# Wheel choice question



## 37Driver (Dec 24, 2010)

Hi folks, I'm in NC and new to the forum. The wife and I just bought our first atv's and we're looking to upgrade tires and wheels. Both are Rancher 420 4x4 at's and I've decided on the Zillas for tire but I'm trying to decide between the ITP Delta steel wheels or the STI XB40 aluminum wheels. The Deltas are $100 less for a set. Any advice to which would be the best choice would be appreciated.


----------



## bigblackrancher (Jan 18, 2010)

wichever you like best just make sure you get 4/110 bolt pattern for an irs (independent rear suspension)


----------



## 37Driver (Dec 24, 2010)

Thanks


----------



## joemel (Mar 1, 2010)

i have the deltas and i like them just fine they are just not very flashy


----------



## NMKawierider (Apr 11, 2009)

My opinion is...do some shopping. There are many options and prices open to you out there...for example, these Douglas wheels I have here I only paid 68 bucks a piece for which were just a few bucks more then the ITP steels and less then what you will pay for the STIs you are looking at. 

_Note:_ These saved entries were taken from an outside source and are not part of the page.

//! Render-time geometry driven by the animation tracks.

use crate::layout::{Bounds, Point};

/// Number of emit points laid out around the emit center
pub const EMIT_POINT_COUNT: usize = 8;

/// Angle between two neighbouring emit points
pub const EMIT_POINT_STEP_DEGREES: f32 = 360.0 / EMIT_POINT_COUNT as f32;

/// Values the renderer reads each frame.
///
/// Only the widget's animation tracks write these; callers get a read-only
/// view through the render parameters.
#[derive(Debug, Clone, Copy, PartialEq)]
pub struct GeometryState {
    /// Icon rotation about its own center, in degrees
    pub icon_rotation: f32,
    /// Icon scale factor about its own center
    pub icon_scale: f32,
    /// Current ripple radius; `None` while no ripple is shown
    pub ripple_radius: Option<f32>,
    /// Distance of every emit point from the emit center
    pub emit_point_radius: f32,
    /// Shared alpha of the emit points
    pub emit_point_alpha: u8,
}

impl GeometryState {
    pub const NEUTRAL: GeometryState = GeometryState {
        icon_rotation: 0.0,
        icon_scale: 1.0,
        ripple_radius: None,
        emit_point_radius: 0.0,
        emit_point_alpha: u8::MAX,
    };

    /// Put the icon back at rest and make the emit points fully opaque.
    /// The ripple is left alone: a settled ripple stays until cleared.
    pub fn reset_icon(&mut self) {
        self.icon_rotation = 0.0;
        self.icon_scale = 1.0;
        self.emit_point_alpha = u8::MAX;
    }

    pub fn clear_ripple(&mut self) {
        self.ripple_radius = None;
    }

    pub fn is_neutral_icon(&self) -> bool {
        self.icon_rotation == 0.0 && self.icon_scale == 1.0
    }
}

impl Default for GeometryState {
    fn default() -> Self {
        Self::NEUTRAL
    }
}

/// How far a ripple has to grow to cover the widget.
#[derive(Debug, Clone, Copy, PartialEq, Eq)]
pub enum RippleReach {
    /// Distance from the anchor to the farthest corner of the bounds
    FarthestCorner,
    /// Distance from the anchor to the top-right corner of the bounds
    TopRightCorner,
}

impl RippleReach {
    pub fn max_radius(self, bounds: &Bounds, anchor: Point) -> f32 {
        let (width, height) = (bounds.width(), bounds.height());
        let (dx, dy) = match self {
            RippleReach::FarthestCorner => (
                anchor.x.max(width - anchor.x),
                anchor.y.max(height - anchor.y),
            ),
            RippleReach::TopRightCorner => (width - anchor.x, anchor.y),
        };
        (dx * dx + dy * dy).sqrt()
    }
}

/// Offsets of the emit points from the emit center for the given radius,
/// starting at 0° and stepping clockwise by 45° (y grows downwards).
pub fn emit_points(radius: f32) -> [Point; EMIT_POINT_COUNT] {
    std::array::from_fn(|i| {
        let theta = (i as f32 * EMIT_POINT_STEP_DEGREES).to_radians();
        Point::new(radius * theta.cos(), radius * theta.sin())
    })
}

#[cfg(test)]
mod tests {
    use super::*;

    const EPS: f32 = 1e-3;

    #[test]
    fn test_farthest_corner_radius() {
        let bounds = Bounds::new(100.0, 50.0);
        let radius = RippleReach::FarthestCorner.max_radius(&bounds, Point::new(10.0, 25.0));
        assert!((radius - (90.0f32 * 90.0 + 25.0 * 25.0).sqrt()).abs() < EPS);
        assert!((radius - 93.408).abs() < 0.01);
    }

    #[test]
    fn test_farthest_corner_picks_larger_side() {
        let bounds = Bounds::new(100.0, 50.0);
        let radius = RippleReach::FarthestCorner.max_radius(&bounds, Point::new(90.0, 40.0));
        assert!((radius - (90.0f32 * 90.0 + 40.0 * 40.0).sqrt()).abs() < EPS);
    }

    #[test]
    fn test_top_right_radius() {
        let bounds = Bounds::new(100.0, 40.0);
        let radius = RippleReach::TopRightCorner.max_radius(&bounds, Point::new(20.0, 20.0));
        assert!((radius - (80.0f32 * 80.0 + 20.0 * 20.0).sqrt()).abs() < EPS);
    }

    #[test]
    fn test_emit_points_layout() {
        let points = emit_points(10.0);
        assert!((points[0].x - 10.0).abs() < EPS && points[0].y.abs() < EPS);
        assert!(points[2].x.abs() < EPS && (points[2].y - 10.0).abs() < EPS);
        assert!((points[4].x + 10.0).abs() < EPS && points[4].y.abs() < EPS);
        for (i, point) in points.iter().enumerate() {
            assert!((point.distance_to(Point::ORIGIN) - 10.0).abs() < EPS);
            let angle = point.y.atan2(point.x).to_degrees().rem_euclid(360.0);
            assert!((angle - i as f32 * 45.0).abs() < 0.01, "point {i} at {angle}");
        }
    }

    #[test]
    fn test_reset_icon_keeps_ripple() {
        let mut geometry = GeometryState {
            icon_rotation: 12.0,
            icon_scale: 1.3,
            ripple_radius: Some(40.0),
            emit_point_radius: 16.0,
            emit_point_alpha: 10,
        };
        geometry.reset_icon();
        assert!(geometry.is_neutral_icon());
        assert_eq!(geometry.emit_point_alpha, 255);
        assert_eq!(geometry.ripple_radius, Some(40.0));
    }
}
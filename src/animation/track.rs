use std::fmt::Debug;
use std::time::Duration;

use super::Sequence;

/// A named animation channel with at most one live [`Sequence`].
///
/// A track owns every sequence that may write its render channel (e.g. the
/// icon motions, or the ripple/emit-point effect), keyed by `K`. Playing a
/// sequence cancels whichever sequence currently occupies the track, so two
/// sequences never write the same geometry fields in the same frame.
pub struct Track<K, G> {
    name: &'static str,
    slots: Vec<(K, Sequence<G>)>,
    occupant: Option<K>,
}

impl<K: Copy + Eq + Debug, G> Track<K, G> {
    pub fn new(name: &'static str) -> Self {
        Self {
            name,
            slots: Vec::new(),
            occupant: None,
        }
    }

    pub fn name(&self) -> &'static str {
        self.name
    }

    /// Register `sequence` under `key`, replacing (and returning) any previous
    /// one. A replaced sequence that was running is halted without hooks.
    pub fn insert(&mut self, key: K, sequence: Sequence<G>) -> Option<Sequence<G>> {
        if let Some(slot) = self.slots.iter_mut().find(|(k, _)| *k == key) {
            let mut previous = std::mem::replace(&mut slot.1, sequence);
            if previous.halt() {
                self.occupant = None;
            }
            return Some(previous);
        }
        self.slots.push((key, sequence));
        None
    }

    pub fn contains(&self, key: K) -> bool {
        self.slots.iter().any(|(k, _)| *k == key)
    }

    pub fn get(&self, key: K) -> Option<&Sequence<G>> {
        self.slots.iter().find(|(k, _)| *k == key).map(|(_, s)| s)
    }

    fn get_mut(&mut self, key: K) -> Option<&mut Sequence<G>> {
        self.slots.iter_mut().find(|(k, _)| *k == key).map(|(_, s)| s)
    }

    /// The key of the running sequence, if any
    pub fn occupant(&self) -> Option<K> {
        self.occupant
            .filter(|key| self.get(*key).is_some_and(Sequence::is_running))
    }

    pub fn is_running(&self) -> bool {
        self.occupant().is_some()
    }

    pub fn is_playing(&self, key: K) -> bool {
        self.occupant() == Some(key)
    }

    /// Start the sequence registered under `key`, cancelling the current
    /// occupant first. Returns false if no such sequence is registered.
    pub fn play(&mut self, key: K, target: &mut G) -> bool {
        if !self.contains(key) {
            log::debug!("{}: no sequence registered for {:?}", self.name, key);
            return false;
        }
        self.cancel(target);
        self.occupant = Some(key);
        if let Some(sequence) = self.get_mut(key) {
            sequence.start(target);
        }
        true
    }

    /// Cancel the running occupant. Returns whether anything was cancelled.
    pub fn cancel(&mut self, target: &mut G) -> bool {
        let Some(key) = self.occupant.take() else {
            return false;
        };
        self.get_mut(key)
            .is_some_and(|sequence| sequence.cancel(target))
    }

    /// Stop the running occupant without firing its hooks
    pub fn halt(&mut self) -> bool {
        let Some(key) = self.occupant.take() else {
            return false;
        };
        self.get_mut(key).is_some_and(Sequence::halt)
    }

    /// Advance the occupant by `dt`. Returns true while it is still running.
    pub fn tick(&mut self, dt: Duration, target: &mut G) -> bool {
        let Some(key) = self.occupant else {
            return false;
        };
        let running = self
            .get_mut(key)
            .is_some_and(|sequence| sequence.tick(dt, target));
        if !running {
            self.occupant = None;
        }
        running
    }
}

impl<K: Debug, G> Debug for Track<K, G> {
    fn fmt(&self, f: &mut std::fmt::Formatter<'_>) -> std::fmt::Result {
        f.debug_struct("Track")
            .field("name", &self.name)
            .field("occupant", &self.occupant)
            .field("slots", &self.slots.len())
            .finish()
    }
}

In the end, it will be what you will have to live with for a while so take your time. Do lots of pricing and looking. Find some pics of wheels on your quads so you can see what it will look like.


----------



## Brute650i (Dec 17, 2008)

Are the 420 at irs? I thought they came with both irs and sra


----------



## 37Driver (Dec 24, 2010)

I think it's only available with IRS.


----------



## 37Driver (Dec 24, 2010)

nmkawierider said:


> My opinion is...do some shopping. There are many options and prices open to you out there...for example, these Douglas wheels I have here I only paid 68 bucks a piece for which were just a few bucks more then the ITP steels and less then what you will pay for the STIs you are looking at.
> 
> In the end, it will be what you will have to live with for a while so take your time. Do lots of pricing and looking. Find some pics of wheels on your quads so you can see what it will look like.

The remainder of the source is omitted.